EXERCISE 7.3 — DETAILED EXPLANATIONS

1. The population of a place increased to 54,000 in 2003 at a rate of 5% per annum. (i) Find the population in 2001. (ii) What would be its population in 2005?

Given, Population of the place in 2003 = 54,000

It has increased at the rate of 5% per annum.

Here, 5% is a compound rate.

So we use the formula:

\( A = P \times \left(1 + \dfrac{R}{100}\right)^n \)

Here,

A = Population in year 2003 = 54,000

P = Population in year 2001 (to be found)

R = Rate = 5%

n = Number of years = 2003 − 2001 = 2

Putting values in the formula:

\(54000 = P \times \left(1 + \dfrac{5}{100}\right)^2\)

\(54000 = P \times \left(1 + \dfrac{1}{20}\right)^2\)

\(54000 = P \times \left(20 + \dfrac{1}{20}\right)^2\)

\(54000 = P \times \left(\dfrac{21}{20}\right)^2\)

\(54000 = P \times (1.05)^2\)

\(54000 = P \times 1.1025\)

\(P = \dfrac{54000}{1.1025} = 48980\) (approx)

Therefore, the population in 2001 = 48,980.


(ii) Now, to find population in 2005

From 2003 to 2005 = 2 years

Again using formula:

\( A = P \times \left(1 + \dfrac{R}{100}\right)^n \)

Here,

P = Population in 2003 = 54,000

R = 5%

n = 2

\( A = 54000 \times \left(1 + \dfrac{5}{100}\right)^2\)

Simlarly, \(A = 54000 \times (1.05)^2\)

= \(54000 \times 1.1025\)

= 59,535

Therefore, population in 2005 = 59,535.

2. In a Laboratory, the count of bacteria in a certain experiment was increasing at the rate of 2.5% per hour. Find the bacteria at the end of 2 hours if the count was initially 5,06,000.

Given, Initial count of bacteria = 5,06,000

Rate of increase = 2.5% per hour

n = 2 hours

Formula: \( A = P \times \left(1 + \dfrac{R}{100}\right)^n \)

Here,

P = 506000

R = 2.5

n = 2

So, \(A = 506000 \times \left(1 + \dfrac{2.5}{100}\right)^2\)

= \(506000 \times \left(1 + \dfrac{1}{40}\right)^2\)

= \(506000 \times \left(\dfrac{40 + 1}{40}\right)^2\)

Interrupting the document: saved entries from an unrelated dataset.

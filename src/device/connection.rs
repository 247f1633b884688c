use std::collections::VecDeque;
use btleplug::api::{CharPropFlags, Characteristic};
use log::{debug, info, warn};
use uuid::Uuid;

use crate::device::constants::{make_insole_service_uuid, DEFAULT_DEVICE_NAME_MARKER};
use crate::device::scanner::DeviceScanner;
use crate::device::types::{AdapterState, ConnectionState, Device, DeviceEvent, DeviceId, PlatformCommand, PlatformEvent, SessionId};
use crate::error::DeviceError;

#[derive(Debug, Clone, PartialEq, Eq)]
pub struct ConnectionConfig {
    pub name_marker: String,
    pub service_uuid: Uuid,
    /// Restricts the data channel to this characteristic. Any notify capable
    /// characteristic is accepted when unset.
    pub characteristic_uuid: Option<Uuid>,
}

impl Default for ConnectionConfig {
    fn default() -> Self {
        ConnectionConfig {
            name_marker: DEFAULT_DEVICE_NAME_MARKER.to_string(),
            service_uuid: make_insole_service_uuid(),
            characteristic_uuid: None,
        }
    }
}

#[derive(Debug)]
struct Connection {
    session: SessionId,
    device: Device,
    // services that have not reported their characteristics yet
    pending_services: Vec<Uuid>,
    data_char: Option<Characteristic>,
}

/// Drives one sensor node from discovery to a subscribed data channel.
///
/// The manager performs no I/O. Platform callbacks are fed in through
/// [`ConnectionManager::handle_event`]; requests for the platform are queued and
/// must be drained with [`ConnectionManager::poll_command`]. Changes meant for
/// consumers are drained with [`ConnectionManager::poll_event`].
#[derive(Debug)]
pub struct ConnectionManager {
    config: ConnectionConfig,
    scanner: DeviceScanner,
    state: ConnectionState,
    connection: Option<Connection>,
    next_session: u64,
    // session torn down locally whose link close has not been confirmed yet
    released_session: Option<SessionId>,
    last_error: Option<String>,
    commands: VecDeque<PlatformCommand>,
    events: VecDeque<DeviceEvent>,
}

impl ConnectionManager {
    pub fn new(config: ConnectionConfig) -> Self {
        let scanner = DeviceScanner::new(config.name_marker.clone());

        ConnectionManager {
            config,
            scanner,
            state: ConnectionState::Idle,
            connection: None,
            next_session: 1,
            released_session: None,
            last_error: None,
            commands: VecDeque::new(),
            events: VecDeque::new(),
        }
    }

    pub fn state(&self) -> ConnectionState {
        self.state
    }

    pub fn scanner(&self) -> &DeviceScanner {
        &self.scanner
    }

    pub fn active_device(&self) -> Option<&Device> {
        self.connection.as_ref().map(|connection| &connection.device)
    }

    pub fn data_channel(&self) -> Option<&Characteristic> {
        self.connection.as_ref().and_then(|connection| connection.data_char.as_ref())
    }

    pub fn last_error(&self) -> Option<&str> {
        self.last_error.as_deref()
    }

    pub fn poll_command(&mut self) -> Option<PlatformCommand> {
        self.commands.pop_front()
    }

    pub fn poll_event(&mut self) -> Option<DeviceEvent> {
        self.events.pop_front()
    }

    pub fn start_scan(&mut self) -> Result<(), DeviceError> {
        if self.connection.is_some() {
            return Err(DeviceError::InvalidState { operation: "scan", state: self.state });
        }

        let command = self.scanner.start_scan()?;
        self.commands.push_back(command);
        self.events.push_back(DeviceEvent::DevicesChanged);
        self.set_state(ConnectionState::Scanning);
        Ok(())
    }

    /// Clears the discovery list and restarts discovery.
    pub fn refresh(&mut self) -> Result<(), DeviceError> {
        self.start_scan()
    }

    pub fn stop_scan(&mut self) {
        if let Some(command) = self.scanner.stop_scan() {
            self.commands.push_back(command);
        }

        if self.state == ConnectionState::Scanning {
            self.set_state(ConnectionState::Idle);
        }
    }

    pub fn connect(&mut self, id: &DeviceId) -> Result<(), DeviceError> {
        let valid_state = matches!(self.state, ConnectionState::Idle | ConnectionState::Scanning);
        if self.connection.is_some() || !valid_state {
            return Err(DeviceError::InvalidState { operation: "connect", state: self.state });
        }

        let device = self.scanner.get(id)
            .cloned()
            .ok_or_else(|| DeviceError::UnknownDevice { id: id.clone() })?;

        self.stop_scan();

        let session = SessionId(self.next_session);
        self.next_session += 1;

        info!("Connecting to {} {:?}...", device.id, device.name);
        self.commands.push_back(PlatformCommand::Connect { session, device: device.id.clone() });
        self.connection = Some(Connection {
            session,
            device,
            pending_services: Vec::new(),
            data_char: None,
        });
        self.released_session = None;
        self.last_error = None;
        self.set_state(ConnectionState::Connecting);
        Ok(())
    }

    /// Releases the active device and data channel. Always ends in `Idle`;
    /// discovery restarts once the platform confirms that the link is closed.
    pub fn disconnect(&mut self) {
        if self.connection.is_some() {
            self.release();
        } else {
            self.stop_scan();
            self.set_state(ConnectionState::Idle);
        }
    }

    /// Queues `text` for the data channel. Returns false, without an error, if
    /// there is no subscribed data channel.
    pub fn send(&mut self, text: &str) -> bool {
        let connection = match &self.connection {
            Some(connection) if self.state == ConnectionState::Connected => connection,
            _ => {
                debug!("No data channel; dropping outbound {:?}", text);
                return false;
            },
        };

        let characteristic = match &connection.data_char {
            Some(characteristic) => characteristic.clone(),
            None => {
                debug!("No data channel; dropping outbound {:?}", text);
                return false;
            },
        };

        self.commands.push_back(PlatformCommand::Write {
            session: connection.session,
            characteristic,
            data: text.as_bytes().to_vec(),
        });
        true
    }

    /// Publishes a rejected request as the current error without touching the state.
    pub fn report(&mut self, err: &DeviceError) {
        self.last_error = Some(err.to_string());
        self.events.push_back(DeviceEvent::Failure(err.to_string()));
    }

    pub fn handle_event(&mut self, event: PlatformEvent) {
        match event {
            PlatformEvent::AdapterStateChanged(state) => self.on_adapter_state(state),
            PlatformEvent::Discovered(device) => {
                if self.scanner.on_discovered(device) {
                    self.events.push_back(DeviceEvent::DevicesChanged);
                }
            },
            PlatformEvent::Connected { session } => {
                if self.expects(session, ConnectionState::Connecting, "connect") {
                    info!("Connected; Discovering services...");
                    self.set_state(ConnectionState::DiscoveringServices);
                    self.commands.push_back(PlatformCommand::DiscoverServices {
                        session,
                        services: vec![self.config.service_uuid],
                    });
                }
            },
            PlatformEvent::ConnectFailed { session, reason } => {
                if self.is_current(session) {
                    self.fail(DeviceError::ConnectionFailure { reason });
                }
            },
            PlatformEvent::ServicesDiscovered { session, services } => {
                if self.expects(session, ConnectionState::DiscoveringServices, "services") {
                    self.on_services(session, services);
                }
            },
            PlatformEvent::ServiceDiscoveryFailed { session, reason } => {
                if self.is_current(session) {
                    self.fail(DeviceError::DiscoveryFailure { reason });
                }
            },
            PlatformEvent::CharacteristicsDiscovered { session, service, characteristics } => {
                if self.expects(session, ConnectionState::DiscoveringCharacteristics, "characteristics") {
                    self.on_characteristics(session, service, characteristics);
                }
            },
            PlatformEvent::CharacteristicDiscoveryFailed { session, service, reason } => {
                if self.is_current(session) {
                    self.fail(DeviceError::DiscoveryFailure { reason: format!("service {}: {}", service, reason) });
                }
            },
            PlatformEvent::Subscribed { session } => {
                if self.expects(session, ConnectionState::Subscribing, "subscribe") {
                    info!("Peripheral ready");
                    self.set_state(ConnectionState::Connected);
                }
            },
            PlatformEvent::SubscribeFailed { session, reason } => {
                if self.is_current(session) {
                    self.fail(DeviceError::ConnectionFailure { reason: format!("subscribe failed: {}", reason) });
                }
            },
            PlatformEvent::Notification { session, value } => {
                if self.expects(session, ConnectionState::Connected, "notification") {
                    self.events.push_back(DeviceEvent::Notification(value));
                }
            },
            PlatformEvent::WriteCompleted { session, result } => {
                if !self.is_current(session) {
                    debug!("Ignoring write result of released session {:?}", session);
                } else if let Err(reason) = result {
                    let err = DeviceError::WriteFailure { reason };
                    warn!("{}", err);
                    self.last_error = Some(err.to_string());
                    self.events.push_back(DeviceEvent::Failure(err.to_string()));
                }
            },
            PlatformEvent::Disconnected { session } => self.on_disconnected(session),
        }
    }

    fn on_services(&mut self, session: SessionId, services: Vec<Uuid>) {
        if services.is_empty() {
            self.fail(DeviceError::DiscoveryFailure {
                reason: format!("service {} not found", self.config.service_uuid),
            });
            return;
        }

        self.set_state(ConnectionState::DiscoveringCharacteristics);

        for service in services {
            debug!("Discovering characteristics of service {}", service);
            if let Some(connection) = self.connection.as_mut() {
                connection.pending_services.push(service);
            }
            self.commands.push_back(PlatformCommand::DiscoverCharacteristics { session, service });
        }
    }

    fn on_characteristics(&mut self, session: SessionId, service: Uuid, characteristics: Vec<Characteristic>) {
        let filter = self.config.characteristic_uuid;
        let connection = match self.connection.as_mut() {
            Some(connection) => connection,
            None => return,
        };

        let Some(position) = connection.pending_services.iter().position(|s| *s == service) else {
            debug!("Ignoring characteristics of unrequested service {}", service);
            return;
        };
        connection.pending_services.remove(position);

        for characteristic in characteristics {
            if !characteristic.properties.contains(CharPropFlags::NOTIFY) {
                continue;
            }
            if filter.is_some_and(|uuid| uuid != characteristic.uuid) {
                continue;
            }

            match &connection.data_char {
                None => {
                    info!("Using data characteristic {:?} {:?}", service, characteristic.uuid);
                    connection.data_char = Some(characteristic);
                },
                Some(selected) => {
                    debug!("Ignoring notify characteristic {}; already using {}", characteristic.uuid, selected.uuid);
                },
            }
        }

        if !connection.pending_services.is_empty() {
            return;
        }

        match connection.data_char.clone() {
            Some(characteristic) => {
                info!("Subscribing to characteristic {:?} {:?}", characteristic.service_uuid, characteristic.uuid);
                self.set_state(ConnectionState::Subscribing);
                self.commands.push_back(PlatformCommand::Subscribe { session, characteristic });
            },
            None => self.fail(DeviceError::MissingCharacteristic),
        }
    }

    fn on_disconnected(&mut self, session: SessionId) {
        if self.is_current(session) {
            warn!("Connection lost");
            self.set_state(ConnectionState::Disconnecting);
            self.connection = None;
            self.set_state(ConnectionState::Idle);
            self.rescan();
        } else if self.released_session == Some(session) {
            self.released_session = None;
            if self.state == ConnectionState::Idle {
                self.rescan();
            }
        } else {
            debug!("Ignoring disconnect of released session {:?}", session);
        }
    }

    fn on_adapter_state(&mut self, state: AdapterState) {
        if self.connection.is_some() {
            // the link does not survive an adapter power cycle
            self.release();
            self.released_session = None;
        }

        if let Some(command) = self.scanner.on_adapter_state(state) {
            self.commands.push_back(command);
        }
        self.events.push_back(DeviceEvent::DevicesChanged);

        let state = if self.scanner.is_scanning() { ConnectionState::Scanning } else { ConnectionState::Idle };
        self.set_state(state);
    }

    fn rescan(&mut self) {
        match self.start_scan() {
            Ok(_) => {},
            Err(err) => debug!("Not rescanning: {}", err),
        }
    }

    // Drops the connection record and asks the platform to close the link.
    fn release(&mut self) {
        if let Some(connection) = self.connection.take() {
            self.set_state(ConnectionState::Disconnecting);
            info!("Disconnecting from {}", connection.device.id);
            self.commands.push_back(PlatformCommand::CancelConnection { session: connection.session });
            self.released_session = Some(connection.session);
        }
        self.set_state(ConnectionState::Idle);
    }

    fn fail(&mut self, err: DeviceError) {
        warn!("Connecting to peripheral failed: {}", err);
        self.last_error = Some(err.to_string());
        self.events.push_back(DeviceEvent::Failure(err.to_string()));
        self.set_state(ConnectionState::Error);
        self.release();
    }

    fn is_current(&self, session: SessionId) -> bool {
        self.connection.as_ref().is_some_and(|connection| connection.session == session)
    }

    fn expects(&self, session: SessionId, state: ConnectionState, what: &str) -> bool {
        if self.is_current(session) && self.state == state {
            return true;
        }

        debug!("Ignoring {} callback for session {:?} while {}", what, session, self.state);
        false
    }

    fn set_state(&mut self, state: ConnectionState) {
        if self.state == state {
            return;
        }

        debug!("Connection state {} -> {}", self.state, state);
        self.state = state;
        self.events.push_back(DeviceEvent::StateChange(state));
    }
}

= \(506000 \times \left(\dfrac{41}{40}\right)^2\)

= \(506000 \times (1.025)^2\)

= \(506000 \times 1.050625\)

= 531616 (approx)

Therefore, the bacteria count after 2 hours = 5,31,616.

3. A scooter was bought at ₹42,000. Its value depreciated at the rate of 8% per annum. Find its value after one year.

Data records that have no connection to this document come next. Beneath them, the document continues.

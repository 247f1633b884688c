use clap::Parser;
use log::{error, info};
use insole_link::{init_logging, run};
use insole_link::cli::Cli;
use insole_link::error::{AppRunError, ConfigError};

fn main() -> Result<(), AppRunError> {
    let cli = Cli::parse();
    init_logging(cli.log_level());
    info!(concat!("insole-link ", env!("CARGO_PKG_VERSION")));

    match run(cli) {
        Err(AppRunError::ConfigError { source: ConfigError::CanNotLock { .. } }) => {
            error!("Another instance is already connected to the sensor");
            Ok(())
        },
        Err(err) => {
            error!("Unexpected error: {}", err);
            Err(err)
        }
        Ok(_) => Ok(())
    }
}
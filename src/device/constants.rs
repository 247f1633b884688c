use uuid::Uuid;

/**
 * How often (milliseconds) to attempt to restart scanning after the adapter refused to scan.
 */
pub const SCAN_RETRY_DELAY: u64 = 1000;

/**
 * How long (milliseconds) connecting to a peripheral may take.
 */
pub const CONNECT_DEADLINE: u64 = 10000;

/**
 * How long (milliseconds) a write to a characteristic may take.
 */
pub const WRITE_DEADLINE: u64 = 2000;

/**
 * How long (milliseconds) closing a link may take. The link counts as closed afterwards either way.
 */
pub const DISCONNECT_DEADLINE: u64 = 5000;

/**
 * Capacity of the channel that carries platform callbacks back into the session loop.
 */
pub const EVENT_CHANNEL_SIZE: usize = 64;

/**
 * Substring the advertised name of the insole firmware contains.
 */
pub const DEFAULT_DEVICE_NAME_MARKER: &str = "GaitInsole";

/**
 * The UUID of the Bluetooth BLE service that streams insole readings.
 */
pub const INSOLE_SERVICE: &str = "42f66074-73ac-44ba-b655-483c6f673e33";

pub fn make_insole_service_uuid() -> Uuid {
    Uuid::parse_str(INSOLE_SERVICE).expect("INSOLE_SERVICE is a valid uuid")
}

Given, Price of scooter = ₹42,000

Rate of depreciation = 8% per annum

n = 1 year

Formula for depreciation:

\( A = P \times \left(1 - \dfrac{R}{100}\right)^n \)

Here,

P = 42000

R = 8

n = 1

So, \(A = 42000 \times \left(1 - \dfrac{8}{100}\right)\)

= \(42000 \times \left(1 - \dfrac{2}{25}\right)\)

= \(42000 \times \left(\dfrac{25 - 2}{25}\right)\)

= \(42000 \times \left(\dfrac{23}{25}\right)\)

= \(42000 \times (0.92)\)

= 38640

Therefore, the value of the scooter after one year = ₹38,640.